If Jesus could have walked away, what was God's plan B? Do you really see an all powerful God, making His plans based on our actions instead of His?
Besides, if he had already saw Jesus refuse the cup, why would he send him. He wouldn't he would have sent the one he foresaw take the cup.

The same with Israel's role in the death of Jesus. If God had foresaw that Israel would not trip over the Stumbling Stone, he would have chose China.
The whole genealogy in Romans 9 would be Chinese.  Esau and Jacob would have been Chinese or some other nations descendants.


----------



## Artfuldodger (Sep 7, 2021)

Qazaq15 said:


> Absolutely.  In spite of all the decisions made by everyone by their own free will, we all end up playing into a predestined hand, willfully.


I've always said that if I go to my closet to choose between my red shirt and my blue shirt and God has foreseen me choose my red shirt, how is this any different from predestination even if it is free will?

If God foresaw Jesus taking the cup and Israel stumbling on the Stone to make his plan happen, does it really matter much if it's free will or predestination? 
Perhaps they all had free will but even prophets foresaw their choices. How could they at that point choose another destiny?


----------



## Spotlite (Sep 7, 2021)

Artfuldodger said:


> If Jesus could have walked away, what was God's plan B? Do you really see an all powerful God, making His plans based on our actions instead of His?
> Besides, if he had already saw Jesus refuse the cup, why would he send him. He wouldn't he would have sent the one he foresaw take the cup.
> 
> The same with Israels role in the death of Jesus. If God had foresaw that Israel would not trip over the Stumbling Stone, he would have chose China.


I see a powerful God that’s omniscient and knew what Jesus would do, just like with Job. 

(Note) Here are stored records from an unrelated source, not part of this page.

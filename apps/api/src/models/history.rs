use chrono::{DateTime, Utc};
use serde::{Deserialize, Serialize};
use uuid::Uuid;

use crate::models::analysis::AnalysisResult;
use crate::models::provider::Provider;

/// A saved analysis as kept by the history store.
#[derive(Debug, Clone, PartialEq, Serialize, Deserialize)]
#[serde(rename_all = "camelCase")]
pub struct HistoryItem {
    pub id: Uuid,
    pub created_at: DateTime<Utc>,
    pub company_name: String,
    pub job_title: String,
    pub company_url: String,
    pub providers: Vec<Provider>,
    pub result: AnalysisResult,
}

impl HistoryItem {
    /// Builds the history entry for `result`. Providers keep first-seen order.
    pub fn from_result(result: AnalysisResult) -> Self {
        let mut providers = Vec::new();
        for r in &result.interviewer_results {
            if !providers.contains(&r.provider) {
                providers.push(r.provider);
            }
        }

        Self {
            id: result.id,
            created_at: result.created_at,
            company_name: result.company_name.clone(),
            job_title: result.job_title.clone(),
            company_url: result.company_url.clone(),
            providers,
            result,
        }
    }
}

#[cfg(test)]
mod tests {
    use super::*;
    use crate::models::{AnalysisInput, InterviewerResult, Persona};

    #[test]
    fn test_from_result_dedups_providers_in_order() {
        let persona = |id: &str, provider| Persona {
            id: id.to_string(),
            name: id.to_string(),
            role: String::new(),
            description: String::new(),
            provider,
            model: provider_model(provider),
        };
        fn provider_model(p: Provider) -> String {
            p.default_model().to_string()
        }

        let results = vec![
            InterviewerResult::pending(&persona("a", Provider::Google)),
            InterviewerResult::pending(&persona("b", Provider::OpenAi)),
            InterviewerResult::pending(&persona("c", Provider::Google)),
        ];
        let result = AnalysisResult {
            id: Uuid::new_v4(),
            created_at: Utc::now(),
            company_name: "acme".to_string(),
            job_title: "Analysis result".to_string(),
            company_url: "https://acme.io".to_string(),
            job_url: String::new(),
            interviewer_results: results,
            input: AnalysisInput::default(),
        };

        let item = HistoryItem::from_result(result.clone());
        assert_eq!(item.id, result.id);
        assert_eq!(item.providers, vec![Provider::Google, Provider::OpenAi]);
        assert_eq!(item.company_name, "acme");
    }
}
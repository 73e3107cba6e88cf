use chrono::{DateTime, Utc};
use serde::{Deserialize, Serialize};
use uuid::Uuid;

use crate::llm_client::ErrorKind;
use crate::models::persona::Persona;
use crate::models::provider::Provider;

// ────────────────────────────────────────────────────────────────────────────
// Input snapshot
// ────────────────────────────────────────────────────────────────────────────

#[derive(Debug, Clone, Default, PartialEq, Serialize, Deserialize)]
#[serde(rename_all = "camelCase")]
pub struct CompanyInfo {
    #[serde(default)]
    pub company_url: String,
    #[serde(default)]
    pub job_url: String,
    #[serde(default, skip_serializing_if = "Option::is_none")]
    pub company_content: Option<String>,
    #[serde(default, skip_serializing_if = "Option::is_none")]
    pub job_content: Option<String>,
    #[serde(default, skip_serializing_if = "Option::is_none")]
    pub favicon: Option<String>,
}

#[derive(Debug, Clone, Copy, PartialEq, Eq, Serialize, Deserialize)]
#[serde(rename_all = "lowercase")]
pub enum DocumentKind {
    Resume,
    Portfolio,
}

/// An uploaded document whose text has already been extracted.
#[derive(Debug, Clone, PartialEq, Serialize, Deserialize)]
#[serde(rename_all = "camelCase")]
pub struct ResumeFile {
    pub name: String,
    pub text: String,
    #[serde(rename = "type")]
    pub kind: DocumentKind,
    #[serde(default, skip_serializing_if = "Option::is_none")]
    pub data_url: Option<String>,
}

#[derive(Debug, Clone, PartialEq, Serialize, Deserialize)]
#[serde(rename_all = "camelCase")]
pub struct CoverLetterItem {
    pub id: String,
    pub question: String,
    pub max_length: u32,
}

/// Everything one orchestration run analyses. Treated as an immutable snapshot.
#[derive(Debug, Clone, Default, PartialEq, Serialize, Deserialize)]
#[serde(rename_all = "camelCase")]
pub struct AnalysisInput {
    #[serde(default)]
    pub company_info: CompanyInfo,
    #[serde(default)]
    pub resume_files: Vec<ResumeFile>,
    #[serde(default)]
    pub cover_letter_items: Vec<CoverLetterItem>,
    #[serde(default)]
    pub personas: Vec<Persona>,
}

// ────────────────────────────────────────────────────────────────────────────
// Per-persona result
// ────────────────────────────────────────────────────────────────────────────

#[derive(Debug, Clone, Copy, PartialEq, Eq, Hash, Serialize, Deserialize)]
#[serde(rename_all = "lowercase")]
pub enum ResultStatus {
    Pending,
    Streaming,
    Done,
    Error,
}

impl ResultStatus {
    pub fn is_terminal(self) -> bool {
        matches!(self, ResultStatus::Done | ResultStatus::Error)
    }
}

/// A classified failure attached to a persona's result.
#[derive(Debug, Clone, PartialEq, Eq, Serialize, Deserialize)]
#[serde(rename_all = "camelCase")]
pub struct ResultError {
    pub kind: ErrorKind,
    pub message: String,
}

#[derive(Debug, Clone, Default, PartialEq, Serialize, Deserialize)]
#[serde(rename_all = "camelCase")]
pub struct ResumeRevision {
    pub original: String,
    pub revised: String,
    pub reason: String,
}

#[derive(Debug, Clone, Default, PartialEq, Serialize, Deserialize)]
#[serde(rename_all = "camelCase")]
pub struct CoverLetterSection {
    pub sub_title: String,
    pub content: String,
}

#[derive(Debug, Clone, Default, PartialEq, Serialize, Deserialize)]
#[serde(rename_all = "camelCase")]
pub struct CoverLetterAnswer {
    pub question_id: String,
    pub question: String,
    pub sections: Vec<CoverLetterSection>,
}

/// One persona's feedback. Mutated only by the orchestrator that owns the run.
#[derive(Debug, Clone, PartialEq, Serialize, Deserialize)]
#[serde(rename_all = "camelCase")]
pub struct InterviewerResult {
    pub persona_id: String,
    pub persona_name: String,
    pub provider: Provider,
    pub model: String,
    pub status: ResultStatus,
    #[serde(default)]
    pub stream_text: String,
    #[serde(default, skip_serializing_if = "Option::is_none")]
    pub error: Option<ResultError>,
    #[serde(default)]
    pub summary: String,
    #[serde(default)]
    pub fit_reasons: Vec<String>,
    #[serde(default)]
    pub weaknesses: Vec<String>,
    #[serde(default)]
    pub resume_revisions: Vec<ResumeRevision>,
    #[serde(default)]
    pub cover_letter_answers: Vec<CoverLetterAnswer>,
}

impl InterviewerResult {
    /// A fresh `pending` entry for `persona`.
    pub fn pending(persona: &Persona) -> Self {
        Self {
            persona_id: persona.id.clone(),
            persona_name: persona.display_name().to_string(),
            provider: persona.provider,
            model: persona.model.clone(),
            status: ResultStatus::Pending,
            stream_text: String::new(),
            error: None,
            summary: String::new(),
            fit_reasons: Vec::new(),
            weaknesses: Vec::new(),
            resume_revisions: Vec::new(),
            cover_letter_answers: Vec::new(),
        }
    }
}

// ────────────────────────────────────────────────────────────────────────────
// Assembled record
// ────────────────────────────────────────────────────────────────────────────

#[derive(Debug, Clone, PartialEq, Serialize, Deserialize)]
#[serde(rename_all = "camelCase")]
pub struct AnalysisResult {
    pub id: Uuid,
    pub created_at: DateTime<Utc>,
    pub company_name: String,
    pub job_title: String,
    pub company_url: String,
    pub job_url: String,
    pub interviewer_results: Vec<InterviewerResult>,
    pub input: AnalysisInput,
}

impl AnalysisResult {
    /// Results eligible for export: only personas that finished successfully.
    pub fn exportable_results(&self) -> impl Iterator<Item = &InterviewerResult> {
        self.interviewer_results
            .iter()
            .filter(|r| r.status == ResultStatus::Done)
    }
}
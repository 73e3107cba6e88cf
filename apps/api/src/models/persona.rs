use serde::{Deserialize, Serialize};

use crate::models::provider::Provider;

/// A configured interviewer viewpoint bound to one provider and model.
/// Immutable once an analysis run has started.
#[derive(Debug, Clone, PartialEq, Eq, Serialize, Deserialize)]
#[serde(rename_all = "camelCase")]
pub struct Persona {
    pub id: String,
    pub name: String,
    #[serde(default)]
    pub role: String,
    #[serde(default)]
    pub description: String,
    pub provider: Provider,
    pub model: String,
}

impl Persona {
    /// Name shown to the user; falls back to the provider label for blank personas.
    pub fn display_name(&self) -> &str {
        if self.name.trim().is_empty() {
            self.provider.spec().label
        } else {
            &self.name
        }
    }
}
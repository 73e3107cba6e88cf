use std::convert::Infallible;
use std::time::Duration;

use axum::{
    extract::{Path, State},
    http::{header, StatusCode},
    response::{
        sse::{Event as SseEvent, KeepAlive, Sse},
        IntoResponse,
    },
    Json,
};
use futures::{stream, Stream, StreamExt};
use serde::{Deserialize, Serialize};
use tokio_stream::wrappers::{errors::BroadcastStreamRecvError, BroadcastStream};
use tracing::{info, warn};
use uuid::Uuid;

use crate::errors::AppError;
use crate::llm_client::prompts::Phase;
use crate::models::{AnalysisInput, AnalysisResult, HistoryItem, InterviewerResult};
use crate::orchestrator::export::render_markdown;
use crate::orchestrator::{Orchestrator, OrchestratorConfig, RunEvent, SettlementOutcome};
use crate::personas::PersonaRegistry;
use crate::state::AppState;

// ────────────────────────────────────────────────────────────────────────────
// Request / Response types
// ────────────────────────────────────────────────────────────────────────────

#[derive(Debug, Deserialize)]
pub struct CreateAnalysisRequest {
    #[serde(flatten)]
    pub input: AnalysisInput,
    #[serde(default)]
    pub phase: Phase,
}

#[derive(Debug, Serialize)]
#[serde(rename_all = "camelCase")]
pub struct AnalysisRunView {
    pub run_id: Uuid,
    pub settled: bool,
    #[serde(skip_serializing_if = "Option::is_none")]
    pub outcome: Option<SettlementOutcome>,
    #[serde(skip_serializing_if = "Option::is_none")]
    pub epoch: Option<u64>,
    pub results: Vec<InterviewerResult>,
    /// Settled record, or a progressive preview while personas are running.
    pub result: AnalysisResult,
}

impl AnalysisRunView {
    fn of(run: &Orchestrator) -> Self {
        match run.settlement() {
            Some(settlement) => Self {
                run_id: run.run_id(),
                settled: true,
                outcome: Some(settlement.outcome),
                epoch: Some(settlement.epoch),
                results: settlement.result.interviewer_results.clone(),
                result: settlement.result,
            },
            None => {
                let result = run.assemble();
                Self {
                    run_id: run.run_id(),
                    settled: false,
                    outcome: None,
                    epoch: None,
                    results: result.interviewer_results.clone(),
                    result,
                }
            }
        }
    }
}

fn find_run(state: &AppState, id: Uuid) -> Result<std::sync::Arc<Orchestrator>, AppError> {
    state
        .runs
        .get(id)
        .ok_or_else(|| AppError::NotFound(format!("Analysis run {id} not found")))
}

// ────────────────────────────────────────────────────────────────────────────
// Handlers
// ────────────────────────────────────────────────────────────────────────────

/// POST /api/v1/analyses
///
/// Validates the persona list and fans out one stream per persona.
pub async fn handle_create_analysis(
    State(state): State<AppState>,
    Json(req): Json<CreateAnalysisRequest>,
) -> Result<(StatusCode, Json<AnalysisRunView>), AppError> {
    PersonaRegistry::validate(&req.input.personas)?;

    let config = OrchestratorConfig {
        stream_timeout: state.config.stream_timeout,
        phase: req.phase,
    };
    let run = Orchestrator::new(
        req.input,
        state.gateway.clone(),
        state.key_store.clone(),
        config,
    );
    let run = state.runs.insert(run);
    run.start();

    info!(run_id = %run.run_id(), "Analysis run created");
    Ok((StatusCode::CREATED, Json(AnalysisRunView::of(&run))))
}

/// GET /api/v1/analyses/:id
pub async fn handle_get_analysis(
    State(state): State<AppState>,
    Path(id): Path<Uuid>,
) -> Result<Json<AnalysisRunView>, AppError> {
    let run = find_run(&state, id)?;
    Ok(Json(AnalysisRunView::of(&run)))
}

/// GET /api/v1/analyses/:id/events
///
/// Server-sent events: a `snapshot` first, then every `RunEvent` as it happens.
pub async fn handle_analysis_events(
    State(state): State<AppState>,
    Path(id): Path<Uuid>,
) -> Result<Sse<impl Stream<Item = Result<SseEvent, Infallible>>>, AppError> {
    let run = find_run(&state, id)?;

    // Subscribe before the snapshot so nothing falls in between.
    let rx = run.subscribe();
    let snapshot = sse_event("snapshot", &AnalysisRunView::of(&run));

    let events = BroadcastStream::new(rx).filter_map(move |item| async move {
        match item {
            Ok(event) => Some(sse_event(event_name(&event), &event)),
            Err(BroadcastStreamRecvError::Lagged(skipped)) => {
                warn!(run_id = %id, skipped, "Event subscriber lagged; dropping old events");
                None
            }
        }
    });

    let stream = stream::once(async move { snapshot })
        .chain(events)
        .map(Ok::<_, Infallible>);

    Ok(Sse::new(stream).keep_alive(
        KeepAlive::new()
            .interval(Duration::from_secs(10))
            .text("keepalive"),
    ))
}

fn event_name(event: &RunEvent) -> &'static str {
    match event {
        RunEvent::Status { .. } => "status",
        RunEvent::Fragment { .. } => "fragment",
        RunEvent::Settled { .. } => "settled",
    }
}

fn sse_event<T: Serialize>(name: &'static str, payload: &T) -> SseEvent {
    let data = serde_json::to_string(payload).unwrap_or_else(|_| "{}".to_string());
    SseEvent::default().event(name).data(data)
}

/// POST /api/v1/analyses/:id/personas/:persona_id/retry
pub async fn handle_retry_persona(
    State(state): State<AppState>,
    Path((id, persona_id)): Path<(Uuid, String)>,
) -> Result<(StatusCode, Json<AnalysisRunView>), AppError> {
    let run = find_run(&state, id)?;
    run.retry(&persona_id)?;
    Ok((StatusCode::ACCEPTED, Json(AnalysisRunView::of(&run))))
}

/// POST /api/v1/analyses/:id/save
///
/// Hands the settled record to the history sink. Runs with no completed
/// persona are refused.
pub async fn handle_save_analysis(
    State(state): State<AppState>,
    Path(id): Path<Uuid>,
) -> Result<(StatusCode, Json<HistoryItem>), AppError> {
    let run = find_run(&state, id)?;
    let settlement = run
        .settlement()
        .ok_or_else(|| AppError::Conflict(format!("Analysis run {id} has not settled yet")))?;
    if !settlement.outcome.is_success() {
        return Err(AppError::UnprocessableEntity(
            "No interviewer finished successfully; nothing to save".to_string(),
        ));
    }

    let item = HistoryItem::from_result(settlement.result);
    let evicted = state.history.save(item.clone()).await?;
    info!(run_id = %id, history_id = %item.id, evicted, "Analysis saved to history");
    Ok((StatusCode::CREATED, Json(item)))
}

/// GET /api/v1/analyses/:id/export
pub async fn handle_export_analysis(
    State(state): State<AppState>,
    Path(id): Path<Uuid>,
) -> Result<impl IntoResponse, AppError> {
    let run = find_run(&state, id)?;
    let result = match run.settlement() {
        Some(settlement) => settlement.result,
        None => run.assemble(),
    };
    Ok((
        [(header::CONTENT_TYPE, "text/markdown; charset=utf-8")],
        render_markdown(&result),
    ))
}

/// DELETE /api/v1/analyses/:id
pub async fn handle_delete_analysis(
    State(state): State<AppState>,
    Path(id): Path<Uuid>,
) -> Result<StatusCode, AppError> {
    if state.runs.remove(id) {
        Ok(StatusCode::NO_CONTENT)
    } else {
        Err(AppError::NotFound(format!("Analysis run {id} not found")))
    }
}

Because of scripture, temptation, I see the lesson in not following flesh and submission to Gods Will and plan. Jesus acknowledged he can have help from Angels, he also acknowledged that he wouldn’t follow his flesh. 

If you’re programmed, what have you really overcame?


----------



## Spotlite (Sep 7, 2021)

Artfuldodger said:


> I've always said that if I go to my closet to choose between my red shirt and my blue shirt and God has foreseen me choose my red shirt, how is this any different from predestination even if it is free will?


How does God knowing you would choose a red shirt mean he chose the red shirt for you?

Predestination isn’t omniscient.


----------



## Artfuldodger (Sep 7, 2021)

Spotlite said:


> I see a powerful God that’s omniscient and knew what Jesus would do, just like with Job.
> 
> Because of scripture, temptation, I see the lesson in not following flesh and submission to Gods Will and plan. Jesus acknowledged he can have help from Angels, he also acknowledged that he wouldn’t follow his flesh.
> 
> If you’re programmed, what have you really overcame?


If salvation is from grace and not works and God will have mercy on whom he will have mercy, what do I have to do to overcome? Jesus overcame for me.


----------



## Artfuldodger (Sep 7, 2021)

Spotlite said:


> How does God knowing you would choose a red shirt mean he chose the red shirt for you?
> 
> Predestination isn’t omniscient.



It's not predestination, it's foreseen free will. Just like the individuals who will become Christians. If God has already foreseen their free will choices, can they then undo what God has already foreseen?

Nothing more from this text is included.